In the entries below, how many lines contain the string "ReqwestError"? Give the number by itself.

Records from a data collection
----------

//! Client-level error types shared across configuration fetches, proxies, and token exchanges.

// self
use crate::{_prelude::*, http::Method, obs};

/// Client-wide result type alias returning [`Error`] by default.
pub type Result<T, E = Error> = std::result::Result<T, E>;

type BoxError = Box<dyn std::error::Error + Send + Sync>;

/// Process exit code used by [`exit_on_fatal`].
pub const FATAL_EXIT_CODE: i32 = 1;

/// Canonical client error exposed by public APIs.
#[derive(Debug, ThisError)]
pub enum Error {
	/// Configuration fetch failed while fail-fast is enabled.
	///
	/// The client cannot start without its configuration; hand the error to
	/// [`exit_on_fatal`] (or an equivalent top-level handler) to terminate.
	#[error("Configuration fetch from {url} failed and fail-fast is enabled.")]
	Fatal {
		/// Resolved configuration URL.
		url: String,
		/// Underlying fetch failure.
		#[source]
		source: FetchError,
	},
	/// Configuration fetch failed while fail-fast is disabled.
	#[error("Could not retrieve configuration from {url}.")]
	Connection {
		/// Resolved configuration URL.
		url: String,
		/// Underlying fetch failure.
		#[source]
		source: FetchError,
	},
	/// A caller-initiated request (file, encrypt, decrypt) failed.
	#[error("{method} request to {url} failed: {}.", status_label(.status))]
	RequestFailed {
		/// HTTP method of the failed request.
		method: Method,
		/// Target URL.
		url: String,
		/// HTTP status code, when the server answered.
		status: Option<u16>,
		/// Transport failure, when the server could not be reached.
		#[source]
		source: Option<TransportError>,
	},
	/// A configuration value could not be decoded into the requested type.
	#[error("Configuration value at `{path}` has an unexpected shape.")]
	Decode {
		/// Dotted path that was looked up.
		path: String,
		/// Structured decoding failure.
		#[source]
		source: serde_json::Error,
	},
	/// Local configuration problem.
	#[error(transparent)]
	Config(#[from] ConfigError),
	/// Token exchange failure.
	#[error(transparent)]
	Auth(#[from] AuthError),
	/// Transport failure (DNS, TCP, TLS).
	#[error(transparent)]
	Transport(#[from] TransportError),
}
impl Error {
	/// Returns `true` when the error must terminate the process under the fail-fast policy.
	pub fn is_fatal(&self) -> bool {
		matches!(self, Self::Fatal { .. })
	}

	/// HTTP status code attached to the failure, if any.
	pub fn status(&self) -> Option<u16> {
		match self {
			Self::Fatal { source, .. } | Self::Connection { source, .. } => source.status(),
			Self::RequestFailed { status, .. } => *status,
			Self::Auth(e) => e.status(),
			_ => None,
		}
	}
}

/// Reasons a configuration fetch can fail.
#[derive(Debug, ThisError)]
pub enum FetchError {
	/// Config server answered with a non-success status.
	#[error("Config server responded with HTTP {status}.")]
	Status {
		/// HTTP status code.
		status: u16,
	},
	/// Config server could not be reached.
	#[error(transparent)]
	Transport(#[from] TransportError),
	/// Response body is not a JSON object.
	#[error("Config server returned a malformed JSON document.")]
	Parse {
		/// Structured parsing failure.
		#[source]
		source: serde_path_to_error::Error<serde_json::Error>,
	},
	/// Response body continues past the JSON document.
	#[error("Config server returned trailing data after the JSON document.")]
	TrailingData {
		/// Parser failure reported at the first trailing byte.
		#[source]
		source: serde_json::Error,
	},
	/// The resolved URL could not be turned into a request.
	#[error("Configuration request could not be built.")]
	InvalidRequest(#[from] oauth2::http::Error),
}
impl FetchError {
	/// HTTP status code attached to the failure, if any.
	pub fn status(&self) -> Option<u16> {
		match self {
			Self::Status { status } => Some(*status),
			_ => None,
		}
	}
}

/// Configuration and validation failures raised by the client.
#[derive(Debug, ThisError)]
pub enum ConfigError {
	/// HTTP request construction failed.
	#[error(transparent)]
	HttpRequest(#[from] oauth2::http::Error),
	/// Application name is empty.
	#[error("Application name must not be empty.")]
	MissingAppName,
	/// No transport is available.
	#[error("No transport configured; enable the `reqwest` feature or supply one explicitly.")]
	MissingTransport,
	/// OAuth2 access token URI cannot be parsed.
	#[error("Access token URI is invalid.")]
	InvalidTokenUri {
		/// Underlying parsing failure.
		#[source]
		source: oauth2::url::ParseError,
	},
	/// Environment variable holds a value that cannot be interpreted.
	#[error("Environment variable `{name}` has an invalid value: {value}.")]
	InvalidEnv {
		/// Variable name.
		name: &'static str,
		/// Raw value.
		value: String,
	},
}

/// OAuth2 client-credentials exchange failures.
#[derive(Debug, ThisError)]
pub enum AuthError {
	/// Token endpoint rejected the credentials with an OAuth error response.
	#[error("Token endpoint rejected the client credentials: {reason}.")]
	Rejected {
		/// Provider-supplied reason string.
		reason: String,
		/// HTTP status code, when available.
		status: Option<u16>,
	},
	/// Token endpoint returned an unexpected response.
	#[error("Token endpoint returned an unexpected response: {message}.")]
	TokenEndpoint {
		/// Summary of the failure.
		message: String,
		/// HTTP status code, when available.
		status: Option<u16>,
	},
	/// Token endpoint responded with malformed JSON.
	#[error("Token endpoint returned malformed JSON.")]
	TokenResponseParse {
		/// Structured parsing failure.
		#[source]
		source: serde_path_to_error::Error<serde_json::Error>,
		/// HTTP status code, when available.
		status: Option<u16>,
	},
	/// Access token contains bytes that cannot travel in an HTTP header.
	#[error("Access token cannot be used as an Authorization header value.")]
	MalformedToken,
}
impl AuthError {
	/// HTTP status code attached to the failure, if any.
	pub fn status(&self) -> Option<u16> {
		match self {
			Self::Rejected { status, .. }
			| Self::TokenEndpoint { status, .. }
			| Self::TokenResponseParse { status, .. } => *status,
			Self::MalformedToken => None,
		}
	}
}

/// Transport-level failures (network, IO).
#[derive(Debug, ThisError)]
pub enum TransportError {
	/// Underlying HTTP client reported a network failure.
	#[error("Network error occurred while calling the config server.")]
	Network {
		/// Transport-specific network error.
		#[source]
		source: BoxError,
	},
	/// Request exceeded the caller-supplied timeout.
	#[error("Request to the config server timed out.")]
	Timeout {
		/// Transport-specific timeout error.
		#[source]
		source: BoxError,
	},
	/// Underlying IO failure surfaced during transport.
	#[error("I/O error occurred while calling the config server.")]
	Io(#[from] std::io::Error),
}
impl TransportError {
	/// Wraps a transport-specific network error.
	pub fn network(src: impl 'static + Send + Sync + std::error::Error) -> Self {
		Self::Network { source: Box::new(src) }
	}

	/// Wraps a transport-specific timeout error.
	pub fn timeout(src: impl 'static + Send + Sync + std::error::Error) -> Self {
		Self::Timeout { source: Box::new(src) }
	}
}
#[cfg(feature = "reqwest")]
impl From<ReqwestError> for TransportError {
	fn from(e: ReqwestError) -> Self {
		if e.is_timeout() { Self::timeout(e) } else { Self::network(e) }
	}
}

/// Top-level fail-fast handler.
///
/// Terminates the process with [`FATAL_EXIT_CODE`] when `result` carries a fatal
/// configuration failure and returns every other outcome untouched. Library code never
/// calls this on its own.
pub fn exit_on_fatal<T>(result: Result<T>) -> Result<T> {
	match result {
		Err(e) if e.is_fatal() => {
			obs::log_fatal(&e);

			std::process::exit(FATAL_EXIT_CODE)
		},
		other => other,
	}
}

fn status_label(status: &Option<u16>) -> String {
	match status {
		Some(code) => format!("HTTP {code}"),
		None => "no response".into(),
	}
}

#[cfg(test)]
mod tests {
	// self
	use super::*;

	#[test]
	fn fatal_and_connection_expose_fetch_status() {
		let fatal = Error::Fatal {
			url: "http://localhost:8888/master/development-demo.json".into(),
			source: FetchError::Status { status: 503 },
		};
		let connection = Error::Connection {
			url: "http://localhost:8888/master/development-demo.json".into(),
			source: FetchError::Status { status: 404 },
		};

		assert!(fatal.is_fatal());
		assert!(!connection.is_fatal());
		assert_eq!(fatal.status(), Some(503));
		assert_eq!(connection.status(), Some(404));

		let source =
			StdError::source(&fatal).expect("Fatal errors should expose the fetch failure.");

		assert_eq!(source.to_string(), "Config server responded with HTTP 503.");
	}

	#[test]
	fn request_failed_message_mentions_status() {
		let err = Error::RequestFailed {
			method: Method::POST,
			url: "http://localhost:8888/encrypt".into(),
			status: Some(500),
			source: None,
		};

		assert_eq!(
			err.to_string(),
			"POST request to http://localhost:8888/encrypt failed: HTTP 500."
		);

		let err = Error::RequestFailed {
			method: Method::GET,
			url: "http://localhost:8888/demo/development/master/nginx.conf".into(),
			status: None,
			source: Some(TransportError::Io(std::io::Error::other("connection reset"))),
		};

		assert!(err.to_string().ends_with("failed: no response."));
		assert!(StdError::source(&err).is_some());
	}

	#[test]
	fn exit_on_fatal_passes_recoverable_errors_through() {
		let result: Result<()> = Err(ConfigError::MissingAppName.into());
		let handled = exit_on_fatal(result);

		assert!(matches!(handled, Err(Error::Config(ConfigError::MissingAppName))));
		assert_eq!(exit_on_fatal(Ok(7)).expect("Ok values should pass through."), 7);
	}
}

----------

| Task answer |
2